During an interview last month on his social media platform X, with Republican presidential candidate Donald Trump, Musk claimed that “the risk is not as high as a lot of people say it is with respect to global warming”.

Musk has also backed establishing taxes on products that emit carbon into the atmosphere, an idea that has gone nowhere politically in the US. Earlier this year, in a post widely circulated on X, he said: “The only action needed to solve climate change is a carbon tax.”

Meanwhile, Tesla is struggling with new competition in the EV sector, and high costs.

Elon Musk
Businessman and investor

198.4m followers on X

97. JB Straubel

As the fifth employee to join Tesla in early 2004, Jeffrey Brian Straubel was an early proponent of electric vehicles. For the next 15 years, he was chief technical officer as the company rose to dominate the early EV market in the US, Asia and Europe.

When he left his full time job in 2019, he took his knowledge of EVs and EV batteries with him, launching Redwood Materials, a company dedicated to creating powerful new batteries from recycled lithium-ion batteries, with some other Tesla alumni.

JB Straubel (Getty)

In an industry that is more than 70 per cent dominated by Chinese batteries, Straubel and Redwood aim to swing the pendulum on the most important and expensive part of EVs back toward the US.

Redwood began producing the fine black powder that is known as cathode active material from used batteries at a new plant in western Nevada in March. Redwood investors believe it has the best shot of any American battery startup to change the game for EVs back in favour of US manufacturers.

98. Miranda Wang

The idea of a “circular economy” - in which plastic waste is recycled into materials that can be used again - has long been at the centre of climate discussions. Miranda Wang decided to do something about it while she was still in high school in Vancouver.

The result is Novoloop, a Silicon Valley technology company that transforms plastic waste into a variety of products including footwear, sporting goods and automotive products.

Wang and her co-founder, Jeanny Yao, started the company in 2015 after working on it while in college at the University of Pennsylvania. Earlier this year, the company reached a key milestone, announcing the construction of a pilot plant in India that will demonstrate just how much Novoloop can scale its technology into actual manufacturing.

99. Rob Niven

Among the most pollutive substances in the world after oil and gas is concrete, specifically the cement used to make it for construction of buildings around the world.

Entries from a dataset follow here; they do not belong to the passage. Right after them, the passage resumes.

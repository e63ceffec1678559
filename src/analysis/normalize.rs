use serde_json::{Map, Value};

use super::{AnalysisResult, Attribute, Effect, FailureKind, StatValue};
use crate::i18n::{Params, TranslationStore};
use crate::languages::Language;

const GAME_NAME_UNKNOWN: &str = "analysis.gameNameUnknown";
const GAME_NAME_ERROR: &str = "analysis.gameNameError";
const ITEM_NAME_ERROR: &str = "analysis.itemNameError";
const ITEM_NAME_PARSING_ERROR: &str = "analysis.itemNameParsingError";
const ITEM_NAME_MISSING: &str = "analysis.itemNameMissing";
const ITEM_TYPE_ERROR: &str = "analysis.itemTypeError";
const ITEM_TYPE_MISSING: &str = "analysis.itemTypeMissing";
const USAGE_GUIDE_MISSING: &str = "analysis.usageGuideMissing";
const OPTION_ANALYSIS_MISSING: &str = "analysis.optionAnalysisMissing";
const OPTION_ANALYSIS_CONFIG_ERROR: &str = "analysis.optionAnalysisConfigError";
const OPTION_ANALYSIS_PARSING_ERROR: &str = "analysis.optionAnalysisParsingError";
const NOT_AVAILABLE: &str = "analysis.analysisNotAvailable";
const NOT_AVAILABLE_ON_ERROR: &str = "analysis.analysisNotAvailableOnError";
const API_KEY_MISSING_USER: &str = "analysis.error.apiKeyMissingUser";
const API_ERROR_USER: &str = "analysis.error.apiErrorUser";
const PARSING_ERROR_USER: &str = "analysis.error.parsingErrorUser";
const BUSY_USER: &str = "analysis.error.busyUser";
const NO_RAW_TEXT: &str = "analysis.error.noRawText";
const RAW_TEXT_API_KEY_MISSING: &str = "analysis.rawTextApiKeyMissing";
const RAW_TEXT_API_ERROR: &str = "analysis.rawTextApiError";
const RAW_TEXT_FULL_RESPONSE: &str = "analysis.rawTextFullResponse";

/// A failure path of the pipeline, with whatever diagnostics it carries.
#[derive(Debug, Clone, Copy)]
pub enum Failure<'a> {
    Configuration,
    Transport(&'a str),
    Parse {
        raw_text: &'a str,
        language: Language,
    },
    Busy,
}

impl Failure<'_> {
    pub fn kind(&self) -> FailureKind {
        match self {
            Failure::Configuration => FailureKind::Configuration,
            Failure::Transport(_) => FailureKind::Transport,
            Failure::Parse { .. } => FailureKind::Parse,
            Failure::Busy => FailureKind::Busy,
        }
    }
}

/// Shapes a parsed model reply into a complete result. Content is taken as
/// given; only missing or malformed fields are replaced.
pub fn normalize(
    payload: &Map<String, Value>,
    raw_text: &str,
    store: &TranslationStore,
) -> AnalysisResult {
    let identified_successfully = payload
        .get("identifiedSuccessfully")
        .is_some_and(truthy);

    let identified_game_name = text_field(payload, "identifiedGameName").or_else(|| {
        identified_successfully.then(|| store.resolve(GAME_NAME_UNKNOWN))
    });

    let raw_identified_text = text_field(payload, "rawIdentifiedText").or_else(|| {
        (!raw_text.trim().is_empty()).then(|| {
            store.resolve_with(
                RAW_TEXT_FULL_RESPONSE,
                &Params::new().with("response", raw_text),
            )
        })
    });

    AnalysisResult {
        identified_game_name,
        item_name: required_text(payload, "itemName", ITEM_NAME_MISSING, store),
        item_type: required_text(payload, "itemType", ITEM_TYPE_MISSING, store),
        rarity: text_field(payload, "rarity"),
        level_requirement: payload.get("levelRequirement").and_then(stat_value),
        flavor_text: text_field(payload, "flavorText"),
        attributes: attributes(payload.get("attributes")).unwrap_or_default(),
        effects: effects(payload.get("effects")),
        options: attributes(payload.get("options")),
        usage_guide: required_text(payload, "usageGuide", USAGE_GUIDE_MISSING, store),
        option_analysis: required_text(payload, "optionAnalysis", OPTION_ANALYSIS_MISSING, store),
        identified_successfully,
        raw_identified_text,
        scarcity_analysis: text_field(payload, "scarcityAnalysis"),
        popularity_demand: text_field(payload, "popularityDemand"),
        optimal_options_summary: text_field(payload, "optimalOptionsSummary"),
        item_value_assessment: text_field(payload, "itemValueAssessment"),
        failure_kind: None,
    }
}

/// The well-formed result reported for a pipeline failure.
pub fn failure_result(failure: Failure<'_>, store: &TranslationStore) -> AnalysisResult {
    let t = |key: &str| store.resolve(key);
    let (game, item_name, usage_guide, option_analysis, raw_text, unavailable) = match failure {
        Failure::Configuration => (
            t(GAME_NAME_UNKNOWN),
            t(ITEM_NAME_ERROR),
            t(API_KEY_MISSING_USER),
            t(OPTION_ANALYSIS_CONFIG_ERROR),
            Some(t(RAW_TEXT_API_KEY_MISSING)),
            t(NOT_AVAILABLE),
        ),
        Failure::Transport(message) => (
            t(GAME_NAME_ERROR),
            t(ITEM_NAME_ERROR),
            t(API_ERROR_USER),
            t(API_ERROR_USER),
            Some(store.resolve_with(
                RAW_TEXT_API_ERROR,
                &Params::new().with("errorMessage", message),
            )),
            t(NOT_AVAILABLE_ON_ERROR),
        ),
        Failure::Parse { raw_text, language } => {
            let raw = if raw_text.trim().is_empty() {
                store.resolve_with(NO_RAW_TEXT, &Params::new().with("lang", language))
            } else {
                raw_text.to_string()
            };
            (
                t(GAME_NAME_ERROR),
                t(ITEM_NAME_PARSING_ERROR),
                t(PARSING_ERROR_USER),
                t(OPTION_ANALYSIS_PARSING_ERROR),
                Some(raw),
                t(NOT_AVAILABLE_ON_ERROR),
            )
        }
        Failure::Busy => (
            t(GAME_NAME_UNKNOWN),
            t(ITEM_NAME_ERROR),
            t(BUSY_USER),
            t(NOT_AVAILABLE),
            None,
            t(NOT_AVAILABLE),
        ),
    };

    AnalysisResult {
        identified_game_name: Some(game),
        item_name,
        item_type: t(ITEM_TYPE_ERROR),
        rarity: None,
        level_requirement: None,
        flavor_text: None,
        attributes: Vec::new(),
        effects: Vec::new(),
        options: None,
        usage_guide,
        option_analysis,
        identified_successfully: false,
        raw_identified_text: raw_text,
        scarcity_analysis: Some(unavailable.clone()),
        popularity_demand: Some(unavailable.clone()),
        optimal_options_summary: Some(unavailable.clone()),
        item_value_assessment: Some(unavailable),
        failure_kind: Some(failure.kind()),
    }
}

fn truthy(value: &Value) -> bool {
    match value {
        Value::Bool(flag) => *flag,
        Value::String(text) => text.trim().eq_ignore_ascii_case("true"),
        _ => false,
    }
}

fn scalar_text(value: &Value) -> Option<String> {
    match value {
        Value::String(text) if !text.trim().is_empty() => Some(text.clone()),
        Value::Number(number) => Some(number.to_string()),
        _ => None,
    }
}

fn text_field(payload: &Map<String, Value>, key: &str) -> Option<String> {
    payload.get(key).and_then(scalar_text)
}

fn required_text(
    payload: &Map<String, Value>,
    key: &str,
    fallback_key: &str,
    store: &TranslationStore,
) -> String {
    text_field(payload, key).unwrap_or_else(|| store.resolve(fallback_key))
}

fn stat_value(value: &Value) -> Option<StatValue> {
    match value {
        Value::Number(number) => Some(StatValue::Number(number.clone())),
        Value::String(text) if !text.trim().is_empty() => Some(StatValue::Text(text.clone())),
        _ => None,
    }
}

/// `None` when the key is absent or not a list; bare strings become
/// attributes with an empty value.
fn attributes(value: Option<&Value>) -> Option<Vec<Attribute>> {
    let Value::Array(items) = value? else {
        return None;
    };
    let parsed = items
        .iter()
        .filter_map(|item| match item {
            Value::Object(map) => Some(Attribute {
                name: text_field(map, "name")?,
                value: map
                    .get("value")
                    .and_then(stat_value)
                    .unwrap_or_else(|| StatValue::Text(String::new())),
                description: text_field(map, "description"),
            }),
            Value::String(text) if !text.trim().is_empty() => Some(Attribute {
                name: text.clone(),
                value: StatValue::Text(String::new()),
                description: None,
            }),
            _ => None,
        })
        .collect();
    Some(parsed)
}

fn effects(value: Option<&Value>) -> Vec<Effect> {
    let Some(Value::Array(items)) = value else {
        return Vec::new();
    };
    items
        .iter()
        .filter_map(|item| match item {
            Value::Object(map) => Some(Effect {
                name: text_field(map, "name")?,
                description: text_field(map, "description").unwrap_or_default(),
            }),
            Value::String(text) if !text.trim().is_empty() => Some(Effect {
                name: text.clone(),
                description: String::new(),
            }),
            _ => None,
        })
        .collect()
}
use anyhow::Result;
use std::sync::atomic::{AtomicBool, Ordering};
use std::sync::Arc;
use tracing::{error, info, warn};

use crate::analysis::{self, failure_result, AnalysisResult, Failure};
use crate::i18n::TranslationStore;
use crate::image::ImageData;
use crate::languages::Language;
use crate::prompt;
use crate::providers::{Provider, ProviderResponse, ProviderUsage};

pub const DEFAULT_TEMPERATURE: f32 = 0.3;

/// Runs one image through prompt building, the model call, parsing and
/// normalization. Every outcome is an [`AnalysisResult`]; nothing is
/// returned as an error.
pub struct Analyzer<P: Provider> {
    provider: Option<P>,
    store: Arc<TranslationStore>,
    temperature: f32,
    in_flight: AtomicBool,
}

impl<P: Provider> Analyzer<P> {
    /// `provider` is `None` when no credential is configured.
    pub fn new(provider: Option<P>, store: Arc<TranslationStore>) -> Self {
        Self {
            provider,
            store,
            temperature: DEFAULT_TEMPERATURE,
            in_flight: AtomicBool::new(false),
        }
    }

    pub fn with_temperature(mut self, temperature: f32) -> Self {
        self.temperature = temperature;
        self
    }

    pub fn store(&self) -> &Arc<TranslationStore> {
        &self.store
    }

    pub fn is_configured(&self) -> bool {
        self.provider.is_some()
    }

    pub fn is_busy(&self) -> bool {
        self.in_flight.load(Ordering::Acquire)
    }

    /// Analyzes a `data:` URI image. A call made while another is still
    /// running on this analyzer is answered with a busy result.
    pub async fn analyze(&self, image_data: &str, language: Language) -> AnalysisResult {
        let Some(provider) = self.provider.clone() else {
            error!("no API key configured; analysis cannot proceed");
            return failure_result(Failure::Configuration, &self.store);
        };
        let Some(_guard) = InFlight::acquire(&self.in_flight) else {
            warn!("analysis already in progress; rejecting concurrent request");
            return failure_result(Failure::Busy, &self.store);
        };

        let response = match self.invoke(provider, image_data, language).await {
            Ok(response) => response,
            Err(err) => {
                let message = format!("{:#}", err);
                error!("analysis request failed: {}", message);
                return failure_result(Failure::Transport(&message), &self.store);
            }
        };
        info!(
            "model {} replied ({} chars, {})",
            response.model.as_deref().unwrap_or("unknown"),
            response.text.len(),
            describe_usage(response.usage.as_ref())
        );

        match analysis::parse(&response.text) {
            Some(payload) => analysis::normalize(&payload, &response.text, &self.store),
            None => {
                error!("model reply could not be parsed as an analysis object");
                failure_result(
                    Failure::Parse {
                        raw_text: &response.text,
                        language,
                    },
                    &self.store,
                )
            }
        }
    }

    async fn invoke(
        &self,
        provider: P,
        image_data: &str,
        language: Language,
    ) -> Result<ProviderResponse> {
        let image = ImageData::from_data_uri(image_data)?;
        let prompt = prompt::build(language)?;
        provider
            .append_user_data(image)
            .append_user_input(prompt)
            .with_json_response()
            .with_temperature(self.temperature)
            .generate()
            .await
    }
}

fn describe_usage(usage: Option<&ProviderUsage>) -> String {
    let Some(usage) = usage else {
        return "tokens: unavailable".to_string();
    };
    let parts = [
        usage.prompt_tokens.map(|count| format!("prompt={}", count)),
        usage.completion_tokens.map(|count| format!("completion={}", count)),
        usage.total_tokens.map(|count| format!("total={}", count)),
    ]
    .into_iter()
    .flatten()
    .collect::<Vec<_>>();
    if parts.is_empty() {
        "tokens: unavailable".to_string()
    } else {
        format!("tokens: {}", parts.join(", "))
    }
}

struct InFlight<'a>(&'a AtomicBool);

impl<'a> InFlight<'a> {
    fn acquire(flag: &'a AtomicBool) -> Option<Self> {
        flag.compare_exchange(false, true, Ordering::AcqRel, Ordering::Acquire)
            .ok()
            .map(|_| Self(flag))
    }
}

impl Drop for InFlight<'_> {
    fn drop(&mut self) {
        self.0.store(false, Ordering::Release);
    }
}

In 2012, Rob Niven and his colleagues founded CarbonCure Technologies in Halifax, Nova Scotia to solve this growing climate change problem.

CarbonCure uses proprietary technologies to inject carbon dioxide captured from the process of making concrete directly into the concrete, where it is stored and poses no danger.

CarbonCure has become the largest and best known of dozens of new technology companies dedicated to making clean concrete, attracting investors such as Bill Gates’ Breakthrough Ventures and Amazon’s Climate Pledge funds. In March, the company celebrated a milestone with its concrete partners around the world: the development of 50 million cubic yards (38 million cubic metres) of low carbon concrete, which it said would be enough to fill AT&T Stadium in Dallas, Texas about 13 times over.

100. Ted McKlveen, David Jaramillo and Bav Roy

Ted McKlveen, David Jaramillo and Bav Roy are the co-founders of Verne, a company that is developing low-cost hydrogen storage technology for use in trucks, aeroplanes and ships, which can revolutionise fuel and thus cut out huge amounts of pollution globally.

Typically, hydrogen is stored as a liquid or as compressed gas, which makes it expensive to store and transport. Heavy-duty transportation is very difficult to decarbonise with batteries that lack energy density.

Verne is aiming to store hydrogen in its cryo-compressed state, which offers higher-density storage at a much lower cost. This opens up the possibility of more applications for hydrogen fuel cells, helping to bring down global CO2 emissions. The team has already set world records for hydrogen storage and demonstrated the power of the technology in a short space of time.